Industry player signals brokerage acquisition plans

An insurance company has revealed how it will strengthen its well-known broking businesses after yet again reporting that the operation has been impacted by "challenging trading conditions".

Wesfarmers is undertaking a series of initiatives to boost one of its broking businesses after reporting that yet again revenue and earnings for OAMPS Australia was softer due to challenging trading conditions.

The insurer reported, in its half year ended 31 December 2013 results, that revenue and earnings growth in OAMPS Australia and the UK were softer due to challenging trading conditions in the SME sector in Australia and subdued economic conditions in the United Kingdom.

The insurer found itself in the same situation during the full year ended 30 June, 2013, in which it admitted that revenue and earnings growth in one of its brokerages, OAMPS Australia, had “been more challenging, reflecting continued difficult trading conditions in the SME sector”.

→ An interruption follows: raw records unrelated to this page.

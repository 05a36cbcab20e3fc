//! Machine-visible types shared by the nucleus, the machine interface and
//! host-side tooling: the saved processor state, the support-layer ABI, and
//! the syscall / exception code spaces.

#![cfg_attr(not(test), no_std)]

use strum::{Display, FromRepr};

pub mod state;
pub mod support;

pub use state::{ProcessorState, Status, reg};
pub use support::{Context, PassUpIndex, PassUpVector, SupportStruct};

/// Bytes per machine word.
pub const WORD_LEN: usize = 4;

/// The eight nucleus services, dispatched on the value found in `a0`.
#[derive(Debug, Clone, Copy, PartialEq, Eq, PartialOrd, Ord, FromRepr, Display)]
#[repr(u32)]
#[strum(serialize_all = "snake_case")]
pub enum SyscallCode {
    CreateProcess = 1,
    TerminateProcess,
    Passeren,
    Verhogen,
    WaitForIo,
    GetCpuTime,
    WaitForClock,
    GetSupportData,
}

/// Exception codes as reported in bits 2..6 of the cause word.
#[derive(Debug, Clone, Copy, PartialEq, Eq, FromRepr, Display)]
#[repr(u32)]
#[strum(serialize_all = "snake_case")]
pub enum ExceptionCode {
    Interrupt = 0,
    TlbModification,
    TlbInvalidLoad,
    TlbInvalidStore,
    AddressErrorLoad,
    AddressErrorStore,
    BusErrorInstruction,
    BusErrorData,
    Syscall,
    Breakpoint,
    ReservedInstruction,
    CoprocessorUnusable,
    ArithmeticOverflow,
}

impl ExceptionCode {
    /// Whether this code is one of the three TLB management exceptions.
    #[must_use]
    pub fn is_tlb(self) -> bool {
        matches!(
            self,
            Self::TlbModification | Self::TlbInvalidLoad | Self::TlbInvalidStore
        )
    }
}

#[cfg(test)]
mod tests {
    use super::*;

    #[test]
    fn syscall_codes_cover_one_through_eight() {
        for n in 1..=8 {
            assert!(SyscallCode::from_repr(n).is_some(), "missing syscall {n}");
        }
        assert!(SyscallCode::from_repr(0).is_none());
        assert!(SyscallCode::from_repr(9).is_none());
    }

    #[test]
    fn exception_code_boundaries() {
        assert_eq!(ExceptionCode::from_repr(0), Some(ExceptionCode::Interrupt));
        assert_eq!(ExceptionCode::from_repr(8), Some(ExceptionCode::Syscall));
        assert_eq!(
            ExceptionCode::from_repr(10),
            Some(ExceptionCode::ReservedInstruction)
        );
        assert!(ExceptionCode::from_repr(13).is_none());
    }
}
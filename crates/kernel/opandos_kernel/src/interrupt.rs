//! Device and timer interrupt handling.
//!
//! Priority is fixed: the local timer first, then the pseudo-clock, then
//! device lines 3..=7 in ascending order with the lowest-numbered pending
//! device first. Exactly one pending source is serviced per trap; the
//! hardware re-raises anything still outstanding.
//!
//! The TOD and the local-timer remainder are snapshotted before anything
//! else: the first feeds CPU-time accounting, and the second is restored
//! whenever the interrupted process resumes, so an interrupt never grants
//! a fresh slice.

use core::time::Duration;

use log::{debug, trace};

use opandos_kernel_params as param;
use opandos_machine::{
    Control, DeviceRegister, Machine, ack_device, device_status, load_interval_timer,
    load_local_timer, pending_device_bitmap, tod,
};
use opandos_types::ProcessorState;

use crate::{
    Nucleus,
    nucleus::{device_sem_addr, interval_to_next_tick, read_sem, write_sem},
};

impl Nucleus {
    /// Entry for cause code 0.
    pub(crate) fn handle_interrupt(
        &mut self,
        m: &mut impl Machine,
        saved: ProcessorState,
    ) -> Control {
        let interrupt_tod = tod(m);
        let slice_left = m.local_timer();

        if saved.interrupt_pending(param::PLT_LINE) {
            return self.handle_slice_expiry(m, saved, interrupt_tod);
        }

        if saved.interrupt_pending(param::INTERVAL_LINE) {
            self.handle_pseudo_clock_tick(m);
            return self.resume_interrupted(m, saved, interrupt_tod, slice_left);
        }

        for line in param::BASE_DEV_LINE..=param::TERMINAL_LINE {
            if saved.interrupt_pending(line) {
                self.handle_device_interrupt(m, line);
                return self.resume_interrupted(m, saved, interrupt_tod, slice_left);
            }
        }

        Control::Panic("interrupt with no pending line")
    }

    /// Local timer: the running process has used up its slice.
    fn handle_slice_expiry(
        &mut self,
        m: &mut impl Machine,
        saved: ProcessorState,
        interrupt_tod: Duration,
    ) -> Control {
        let Some(pid) = self.current else {
            return Control::Panic("local timer fired with no current process");
        };

        // acknowledged by rearming
        load_local_timer(m, param::TIME_SLICE);

        self.pool[pid].state = saved;
        self.charge_until(interrupt_tod);
        self.current = None;

        trace!("slice expired for {pid}");
        self.ready_queue.insert(&mut self.pool, pid);
        self.schedule(m)
    }

    /// Interval timer: release every pseudo-clock waiter.
    fn handle_pseudo_clock_tick(&mut self, m: &mut impl Machine) {
        load_interval_timer(m, interval_to_next_tick(tod(m)));

        let clock = device_sem_addr(param::CLOCK_SEM);
        let mut released = 0;
        while let Some(pid) = self.asl.remove_blocked(&mut self.pool, clock) {
            self.ready_queue.insert(&mut self.pool, pid);
            self.soft_blocked_count -= 1;
            released += 1;
        }
        // every waiter drove the value one below zero; all are gone now
        write_sem(m, clock, 0);
        trace!("pseudo-clock tick released {released} waiters");
    }

    /// One device line: find the highest-priority pending device, collect
    /// its status, acknowledge, and V its semaphore.
    fn handle_device_interrupt(&mut self, m: &mut impl Machine, line: usize) {
        let bitmap = pending_device_bitmap(m, line);
        let Some(device) = (0..param::DEV_PER_LINE).find(|&d| bitmap & (1 << d) != 0) else {
            debug!("line {line} raised with empty device bitmap");
            return;
        };

        // A terminal is two sub-devices behind one register block; a
        // completed transmission outranks a pending reception.
        let transmit = line == param::TERMINAL_LINE
            && (device_status(m, line, device, true) & DeviceRegister::TERM_STATUS_MASK)
                == DeviceRegister::STATUS_CHAR_DONE;

        let status = device_status(m, line, device, transmit);
        ack_device(m, line, device, transmit);

        let mut index = (line - param::BASE_DEV_LINE) * param::DEV_PER_LINE + device;
        if transmit {
            index += param::DEV_PER_LINE;
        }
        let sem = device_sem_addr(index);

        let value = read_sem(m, sem) + 1;
        write_sem(m, sem, value);
        if value <= 0 {
            if let Some(pid) = self.asl.remove_blocked(&mut self.pool, sem) {
                self.pool[pid].state.set_v0(status);
                self.ready_queue.insert(&mut self.pool, pid);
                self.soft_blocked_count -= 1;
                trace!("line {line} device {device} released {pid} with status {status:#x}");
            }
        }
    }

    /// Returns to the interrupted process with its slice remainder, or to
    /// the scheduler if the interrupt arrived during an idle wait.
    fn resume_interrupted(
        &mut self,
        m: &mut impl Machine,
        saved: ProcessorState,
        interrupt_tod: Duration,
        slice_left: u32,
    ) -> Control {
        match self.current {
            Some(pid) => {
                self.pool[pid].state = saved;
                self.charge_until(interrupt_tod);
                m.set_local_timer(slice_left);
                self.switch_context(m, pid)
            }
            None => self.schedule(m),
        }
    }
}
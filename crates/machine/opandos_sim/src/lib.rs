//! A software model of the machine the nucleus runs on.
//!
//! [`SimMachine`] backs the [`Machine`] trait with plain memory: the BIOS
//! data page, the bus register area with its device register bank, and a
//! stretch of RAM. Time only moves when a test calls [`SimMachine::advance`],
//! so scenarios can place every interrupt on an exact microsecond.
//!
//! The simulator does not execute instructions. Tests play the role of the
//! running process: they build processor states, deliver traps the way the
//! firmware would, and inspect what the nucleus left behind.

use core::time::Duration;

use opandos_machine::{DeviceRegister, Machine, MemAddr, memlayout, read_pod, write_pod};
use opandos_types::{ExceptionCode, ProcessorState};

mod logger;

pub use logger::init_logger;

const BIOS_BASE: u32 = 0x0FFF_F000;
const BIOS_LEN: usize = 0x1000;
const BUS_BASE: u32 = 0x1000_0000;
const BUS_LEN: usize = 0x400;
const RAM_BASE: u32 = 0x2000_0000;

/// Default installed RAM.
pub const DEFAULT_RAM_LEN: usize = 256 * 1024;

/// The simulated machine.
pub struct SimMachine {
    bios: Box<[u8]>,
    bus: Box<[u8]>,
    ram: Box<[u8]>,
    clock: Duration,
    local_timer: u32,
    status: u32,
}

impl Default for SimMachine {
    fn default() -> Self {
        Self::new()
    }
}

impl SimMachine {
    #[must_use]
    pub fn new() -> Self {
        Self::with_ram_len(DEFAULT_RAM_LEN)
    }

    #[must_use]
    pub fn with_ram_len(ram_len: usize) -> Self {
        let mut machine = Self {
            bios: vec![0; BIOS_LEN].into_boxed_slice(),
            bus: vec![0; BUS_LEN].into_boxed_slice(),
            ram: vec![0; ram_len].into_boxed_slice(),
            clock: Duration::ZERO,
            local_timer: 0,
            status: 0,
        };
        machine.write_word(memlayout::RAM_BASE, RAM_BASE);
        machine.write_word(memlayout::RAM_SIZE, ram_len as u32);
        machine.write_word(memlayout::TIMESCALE, 1);
        machine
    }

    /// Moves the time-of-day clock forward.
    pub fn advance(&mut self, elapsed: Duration) {
        self.clock += elapsed;
    }

    /// Current time-of-day.
    #[must_use]
    pub fn now(&self) -> Duration {
        self.clock
    }

    /// Last value loaded into the interval timer, in microseconds.
    #[must_use]
    pub fn interval_timer(&self) -> u32 {
        self.read_word(memlayout::INTERVAL_TIMER)
    }

    /// Last value loaded into the processor status register.
    #[must_use]
    pub fn status(&self) -> u32 {
        self.status
    }

    /// Stores a processor state anywhere in simulated memory.
    pub fn write_state(&mut self, addr: MemAddr, state: &ProcessorState) {
        write_pod(self, addr, state);
    }

    /// Reads a processor state back out of simulated memory.
    #[must_use]
    pub fn read_state(&self, addr: MemAddr) -> ProcessorState {
        read_pod(self, addr)
    }

    /// Saves `state` at the BIOS data page, exactly what the firmware does
    /// before it enters the nucleus.
    pub fn deliver_trap(&mut self, state: &ProcessorState) {
        self.write_state(memlayout::BIOS_DATA_PAGE, state);
    }

    /// Delivers `state` as a syscall trap.
    pub fn deliver_syscall(&mut self, state: &ProcessorState) {
        let mut state = *state;
        state.set_exception_code(ExceptionCode::Syscall);
        self.deliver_trap(&state);
    }

    /// Delivers `state` as an interrupt trap with `line` pending.
    pub fn deliver_interrupt(&mut self, state: &ProcessorState, line: usize) {
        let mut state = *state;
        state.set_exception_code(ExceptionCode::Interrupt);
        state.set_interrupt_pending(line);
        self.deliver_trap(&state);
    }

    /// Latches a completion on a device: status becomes visible in the
    /// register bank and the line's pending bitmap carries the device.
    ///
    /// For terminals, `transmit` selects the transmitter sub-device.
    pub fn raise_device(&mut self, line: usize, device: usize, status: u32, transmit: bool) {
        let reg = memlayout::dev_reg_addr(line, device);
        let offset = if transmit { 8 } else { 0 };
        self.write_word(reg.byte_add(offset), status);

        let bitmap_addr = memlayout::interrupt_bitmap_addr(line);
        let bitmap = self.read_word(bitmap_addr) | (1 << device);
        self.write_word(bitmap_addr, bitmap);
    }

    fn slot(&self, addr: MemAddr) -> (&[u8], usize) {
        let a = addr.addr();
        if (BIOS_BASE..BIOS_BASE + BIOS_LEN as u32).contains(&a) {
            (&self.bios, (a - BIOS_BASE) as usize)
        } else if (BUS_BASE..BUS_BASE + BUS_LEN as u32).contains(&a) {
            (&self.bus, (a - BUS_BASE) as usize)
        } else if (RAM_BASE..RAM_BASE + self.ram.len() as u32).contains(&a) {
            (&self.ram, (a - RAM_BASE) as usize)
        } else {
            panic!("bus error: access to unmapped address {addr}");
        }
    }

    fn slot_mut(&mut self, addr: MemAddr) -> (&mut [u8], usize) {
        let a = addr.addr();
        if (BIOS_BASE..BIOS_BASE + BIOS_LEN as u32).contains(&a) {
            (&mut self.bios, (a - BIOS_BASE) as usize)
        } else if (BUS_BASE..BUS_BASE + BUS_LEN as u32).contains(&a) {
            (&mut self.bus, (a - BUS_BASE) as usize)
        } else if (RAM_BASE..RAM_BASE + self.ram.len() as u32).contains(&a) {
            (&mut self.ram, (a - RAM_BASE) as usize)
        } else {
            panic!("bus error: access to unmapped address {addr}");
        }
    }

    fn ack_side_effects(&mut self, addr: MemAddr, value: u32) {
        // Writing ACK to a command sub-register completes the interrupt:
        // the device drops out of the pending bitmap and the acked
        // sub-device reports ready again.
        let base = memlayout::DEV_REG_BASE.addr();
        let bank_len = (5 * 8 * memlayout::DEV_REG_SIZE) as u32;
        let a = addr.addr();
        if !(base..base + bank_len).contains(&a) || value != DeviceRegister::COMMAND_ACK {
            return;
        }
        let offset = (a - base) as usize;
        let field = offset % memlayout::DEV_REG_SIZE;
        if field != 4 && field != 12 {
            return;
        }

        let slot = offset / memlayout::DEV_REG_SIZE;
        let (line, device) = (slot / 8 + 3, slot % 8);
        let status_field = if field == 12 { 8 } else { 0 };
        self.write_word(
            memlayout::dev_reg_addr(line, device).byte_add(status_field),
            DeviceRegister::STATUS_READY,
        );

        let bitmap_addr = memlayout::interrupt_bitmap_addr(line);
        let bitmap = self.read_word(bitmap_addr) & !(1 << device);
        self.write_word(bitmap_addr, bitmap);
    }
}

impl Machine for SimMachine {
    fn read_word(&self, addr: MemAddr) -> u32 {
        if addr == memlayout::TOD_LO {
            let scale = u64::from(self.read_word(memlayout::TIMESCALE).max(1));
            return (self.clock.as_micros() as u64 * scale) as u32;
        }
        let (region, offset) = self.slot(addr);
        u32::from_le_bytes(region[offset..offset + 4].try_into().unwrap())
    }

    fn write_word(&mut self, addr: MemAddr, value: u32) {
        let (region, offset) = self.slot_mut(addr);
        region[offset..offset + 4].copy_from_slice(&value.to_le_bytes());
        self.ack_side_effects(addr, value);
    }

    fn set_local_timer(&mut self, ticks: u32) {
        self.local_timer = ticks;
    }

    fn local_timer(&self) -> u32 {
        self.local_timer
    }

    fn set_status(&mut self, status: u32) {
        self.status = status;
    }
}
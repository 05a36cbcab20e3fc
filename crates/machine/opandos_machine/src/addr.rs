use core::fmt;

use dataview::Pod;

use opandos_types::WORD_LEN;

/// A word-aligned physical address on the machine bus.
#[derive(Debug, Clone, Copy, PartialEq, Eq, PartialOrd, Ord, Hash, Default)]
#[repr(transparent)]
pub struct MemAddr(u32);

unsafe impl Pod for MemAddr {}

impl MemAddr {
    pub const NULL: Self = Self(0);

    #[must_use]
    pub const fn new(addr: u32) -> Self {
        Self(addr)
    }

    #[must_use]
    pub const fn addr(self) -> u32 {
        self.0
    }

    #[must_use]
    pub const fn is_null(self) -> bool {
        self.0 == 0
    }

    #[must_use]
    pub const fn byte_add(self, offset: u32) -> Self {
        Self(self.0 + offset)
    }

    /// Address of the `index`-th word from this one.
    #[must_use]
    pub const fn word_add(self, index: usize) -> Self {
        Self(self.0 + (index * WORD_LEN) as u32)
    }
}

impl fmt::Display for MemAddr {
    fn fmt(&self, f: &mut fmt::Formatter<'_>) -> fmt::Result {
        write!(f, "{:#010x}", self.0)
    }
}

impl fmt::LowerHex for MemAddr {
    fn fmt(&self, f: &mut fmt::Formatter<'_>) -> fmt::Result {
        fmt::LowerHex::fmt(&self.0, f)
    }
}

Addressing the broking business yesterday, finance director Terry Bowen said: “The main issue we are facing is competition and the fall out of small and micro businesses in the broking sector – what we would refer to as small business customers.

“To address that we are expanding our reach through hiring brokers with additional expertise, we are looking at inorganic growth through acquiring brokers where that makes sense; we are trying to ensure that the platform our broking business operates on gives the best service to customers and we are looking at growing other segments that are less impacted by SME […] customers so there is a lot going on in the Australian broking business to try and offset those headwinds at the very small end of business customers.”

Total insurance revenue jumped from $1,035m for the half year ended 31 December 2012, to just over $1,110m in 2013.

The insurance division’s earnings before interest, tax and amortisation (EBITA) decreased by 3.6% to $106m, compared with $110m for the previous corresponding period. This result includes a $45m impact on underwriting earnings from reserve increases in relation to the 22 February 2011 Christchurch earthquake.

Total broking earnings in the insurance division were higher with EBITA increasing to $41m, up 7.9% on the previous corresponding period. This growth was achieved organically with no significant acquisition activity in the 12 months to 31 December 2013.

Commission and fee income was stable at $135m (2012: $124m). Operating revenue of $1.1bn was 7.2% higher than the previous corresponding period.

Gross written premium from underwriting activities increased 7.7% to $857m; net earned premium was up 12.7% to $771m; and EBIT fell 11.1% from $72m to $64m. EBIT excluding the $45m impact on underwriting earnings from reserve releases in relation to the February 2011 Christchurch earthquake increased to $109m.

The underwriting division’s combined operating ratio improved from 94.9% to 90.2%.
Strong growth across the Coles Insurance home and motor portfolio continued with policies in force now exceeding 260,000.

Wesfarmers Group managing director Anthony Giaontti told an analyst briefing yesterday: “Our half year results for the division continue to show a positive improvement in underlying earnings following the strong return to profitability in the 2013 financial year.”